* _Problem description_:
Write out again, exactly, the lines of the listing below from the first one through the one that contains "bare codec error.", and no other lines.

Data provided below:

//! Router, upgrade handlers and server lifecycle.

use std::io;
use std::net::SocketAddr;
use std::sync::Arc;
use std::time::Instant;

use axum::Router;
use axum::extract::ws::{WebSocket, WebSocketUpgrade};
use axum::extract::{Path, Query, State};
use axum::http::{StatusCode, header};
use axum::response::{IntoResponse, Response};
use axum::routing::get;
use axum::Json;
use metrics_exporter_prometheus::PrometheusHandle;
use parking_lot::Mutex;
use relay_core::SessionId;
use relay_hub::{
    BackgroundPool, Chat, ChatHub, ChatService, HubFlavor, NotificationHub, Notifications, Session, SessionConfig,
    SessionIdentity,
};
use serde::Deserialize;
use tokio::net::TcpListener;
use tokio::task::JoinHandle;
use tower_http::cors::CorsLayer;
use tower_http::trace::TraceLayer;
use tracing::{error, info, warn};

use crate::auth::Authenticator;
use crate::config::ServerConfig;
use crate::errors::UpgradeError;
use crate::health;
use crate::metrics;
use crate::publish::MessagePublisher;
use crate::shutdown::ShutdownCoordinator;
use crate::socket;

/// Multiple of the configured frame limit accepted by the WebSocket codec.
/// Frames between the two limits reach the session, which closes it with a
/// protocol violation instead of a bare codec error.
const CODEC_CEILING_FACTOR: usize = 4;

/// Shared state passed to axum handlers.
#[derive(Clone)]
pub struct AppState {
    chat_hub: ChatHub,
    notification_hub: NotificationHub,
    chat: Arc<dyn ChatService>,
    auth: Arc<dyn Authenticator>,
    pool: BackgroundPool,
    session: SessionConfig,
    metrics: PrometheusHandle,
    started: Instant,
}

/// `?token=` query parameter on the upgrade endpoints.
#[derive(Debug, Deserialize)]
pub struct TokenQuery {
    /// Bearer token.
    pub token: Option<String>,
}

/// Both hubs plus the HTTP surface that feeds them.
pub struct RelayServer {
    config: ServerConfig,
    state: AppState,
    shutdown: ShutdownCoordinator,
    tasks: Mutex<Vec<JoinHandle<()>>>,
}

impl RelayServer {
    /// Spawn both hub actors. Must be called inside a Tokio runtime.
    pub fn new(
        config: ServerConfig,
        chat: Arc<dyn ChatService>,
        auth: Arc<dyn Authenticator>,
        metrics: PrometheusHandle,
    ) -> Self {
        let shutdown = ShutdownCoordinator::new();
        let (chat_hub, chat_task) = ChatHub::spawn(config.mailbox_capacity, shutdown.token());
        let (notification_hub, notification_task) =
            NotificationHub::spawn(config.mailbox_capacity, shutdown.token());

        let state = AppState {
            chat_hub,
            notification_hub,
            chat,
            auth,
            pool: BackgroundPool::new(config.background_limit),
            session: config.session,
            metrics,
            started: Instant::now(),
        };
        Self {
            config,
            state,
            shutdown,
            tasks: Mutex::new(vec![chat_task, notification_task]),
        }
    }

    /// Axum router with every route.
    pub fn router(&self) -> Router {
        Router::new()
            .route("/chats/{chat_id}/ws", get(chat_ws))
            .route("/notifications/ws", get(notification_ws))
            .route("/health", get(health_handler))
            .route("/metrics", get(metrics_handler))
            .with_state(self.state.clone())
            .layer(TraceLayer::new_for_http())
            .layer(CorsLayer::permissive())
    }

    /// Bind the configured address and serve until shutdown.
    ///
    /// Returns the bound address (useful with port `0`).
    pub async fn listen(&self) -> io::Result<SocketAddr> {
        let listener = TcpListener::bind(self.config.bind_addr()).await?;
        let addr = listener.local_addr()?;
        let router = self.router();
        let token = self.shutdown.token();

        let task = tokio::spawn(async move {
            let serve = axum::serve(listener, router).with_graceful_shutdown(async move { token.cancelled().await });
            if let Err(e) = serve.await {
                error!(error = %e, "server exited with error");
            }
        });
        self.tasks.lock().push(task);

        info!(%addr, "relay server listening");
        Ok(addr)
    }

    /// Chat hub handle.
    pub fn chat_hub(&self) -> &ChatHub {
        &self.state.chat_hub
    }

    /// Notification hub handle.
    pub fn notification_hub(&self) -> &NotificationHub {
        &self.state.notification_hub
    }

    /// Publisher bound to this server's hubs and collaborator.
    pub fn publisher(&self) -> MessagePublisher {
        MessagePublisher::new(
            self.state.chat_hub.clone(),
            self.state.notification_hub.clone(),
            Arc::clone(&self.state.chat),
            self.state.pool.clone(),
        )
    }

    /// Whether shutdown has started.
    pub fn is_shutting_down(&self) -> bool {
        self.shutdown.is_shutting_down()
    }

    /// Stop accepting connections, stop both hubs (closing every session) and
    /// wait for background work, all within the configured timeout.
    ///
    /// Returns `false` if anything had to be aborted.
    pub async fn shutdown(&self) -> bool {
        let timeout = self.config.shutdown_timeout;
        let tasks = std::mem::take(&mut *self.tasks.lock());
        let tasks_done = self.shutdown.graceful_shutdown(tasks, Some(timeout)).await;
        let pool_done = self.state.pool.drain(timeout).await;
        info!(tasks_done, pool_done, "relay server stopped");
        tasks_done && pool_done
    }
}

/// Resolve the chat upgrade parameters to `(chat_id, user_id)`.
///
/// Checks run in order: chat id (a positive integer), token presence, token validity,
/// participant membership. No hub state is touched.
pub async fn authorize_chat(
    chat: &dyn ChatService,
    auth: &dyn Authenticator,
    raw_chat_id: &str,
    token: Option<&str>,
) -> Result<(i64, i64), UpgradeError> {
    let chat_id = raw_chat_id
        .parse::<i64>()
        .ok()
        .filter(|id| *id > 0)
        .ok_or_else(|| UpgradeError::InvalidChatId(raw_chat_id.to_owned()))?;
    let user_id = authenticate(auth, token)?;
    if !chat.is_participant(chat_id, user_id).await? {
        return Err(UpgradeError::NotParticipant { chat_id, user_id });
    }
    Ok((chat_id, user_id))
}

fn authenticate(auth: &dyn Authenticator, token: Option<&str>) -> Result<i64, UpgradeError> {
    let token = token.filter(|t| !t.is_empty()).ok_or(UpgradeError::MissingToken)?;
    auth.authenticate(token).ok_or(UpgradeError::InvalidToken)
}

fn limit_frames(ws: WebSocketUpgrade, session: &SessionConfig) -> WebSocketUpgrade {
    let ceiling = session.max_frame_bytes.saturating_mul(CODEC_CEILING_FACTOR);
    ws.max_message_size(ceiling).max_frame_size(ceiling)
}

async fn chat_ws(
    Path(raw_chat_id): Path<String>,
    Query(query): Query<TokenQuery>,
    State(state): State<AppState>,
    ws: WebSocketUpgrade,
) -> Result<Response, UpgradeError> {
    let (chat_id, user_id) =
        authorize_chat(&*state.chat, &*state.auth, &raw_chat_id, query.token.as_deref()).await?;
    let identity = SessionIdentity {
        id: SessionId::chat(user_id, chat_id),
        user_id,
        scope_id: chat_id,
    };
    let ws = limit_frames(ws, &state.session);
    Ok(ws
        .on_upgrade(move |socket| {
            let session = Session::new(state.chat_hub.clone(), identity, state.session)
                .with_read_receipts(Arc::clone(&state.chat), state.pool.clone());
            run_session::<Chat>(socket, session)
        })
        .into_response())
}

async fn notification_ws(
    Query(query): Query<TokenQuery>,
    State(state): State<AppState>,
    ws: WebSocketUpgrade,
) -> Result<Response, UpgradeError> {
    let user_id = authenticate(&*state.auth, query.token.as_deref())?;
    let identity = SessionIdentity {
        id: SessionId::notification(user_id),
        user_id,
        scope_id: user_id,
    };
    let ws = limit_frames(ws, &state.session);
    Ok(ws
        .on_upgrade(move |socket| {
            let session = Session::new(state.notification_hub.clone(), identity, state.session);
            run_session::<Notifications>(socket, session)
        })
        .into_response())
}

async fn run_session<F: HubFlavor>(socket: WebSocket, session: Session<F>) {
    let (stream, sink) = socket::split(socket);
    if let Err(e) = session.start(stream, sink).await {
        warn!(hub = F::NAME, error = %e, "session not started");
    }
}

async fn health_handler(State(state): State<AppState>) -> impl IntoResponse {
    let health = health::check(state.started, &state.chat_hub, &state.notification_hub).await;
    let status = if health.is_healthy() {
        StatusCode::OK
    } else {
        StatusCode::SERVICE_UNAVAILABLE
    };
    (status, Json(health))
}

async fn metrics_handler(State(state): State<AppState>) -> impl IntoResponse {
    (
        [(header::CONTENT_TYPE, "text/plain; version=0.0.4")],
        metrics::render(&state.metrics),
    )
}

End of Data provided.

* _Response area_:
//! Router, upgrade handlers and server lifecycle.

use std::io;
use std::net::SocketAddr;
use std::sync::Arc;
use std::time::Instant;

use axum::Router;
use axum::extract::ws::{WebSocket, WebSocketUpgrade};
use axum::extract::{Path, Query, State};
use axum::http::{StatusCode, header};
use axum::response::{IntoResponse, Response};
use axum::routing::get;
use axum::Json;
use metrics_exporter_prometheus::PrometheusHandle;
use parking_lot::Mutex;
use relay_core::SessionId;
use relay_hub::{
    BackgroundPool, Chat, ChatHub, ChatService, HubFlavor, NotificationHub, Notifications, Session, SessionConfig,
    SessionIdentity,
};
use serde::Deserialize;
use tokio::net::TcpListener;
use tokio::task::JoinHandle;
use tower_http::cors::CorsLayer;
use tower_http::trace::TraceLayer;
use tracing::{error, info, warn};

use crate::auth::Authenticator;
use crate::config::ServerConfig;
use crate::errors::UpgradeError;
use crate::health;
use crate::metrics;
use crate::publish::MessagePublisher;
use crate::shutdown::ShutdownCoordinator;
use crate::socket;

/// Multiple of the configured frame limit accepted by the WebSocket codec.
/// Frames between the two limits reach the session, which closes it with a
/// protocol violation instead of a bare codec error.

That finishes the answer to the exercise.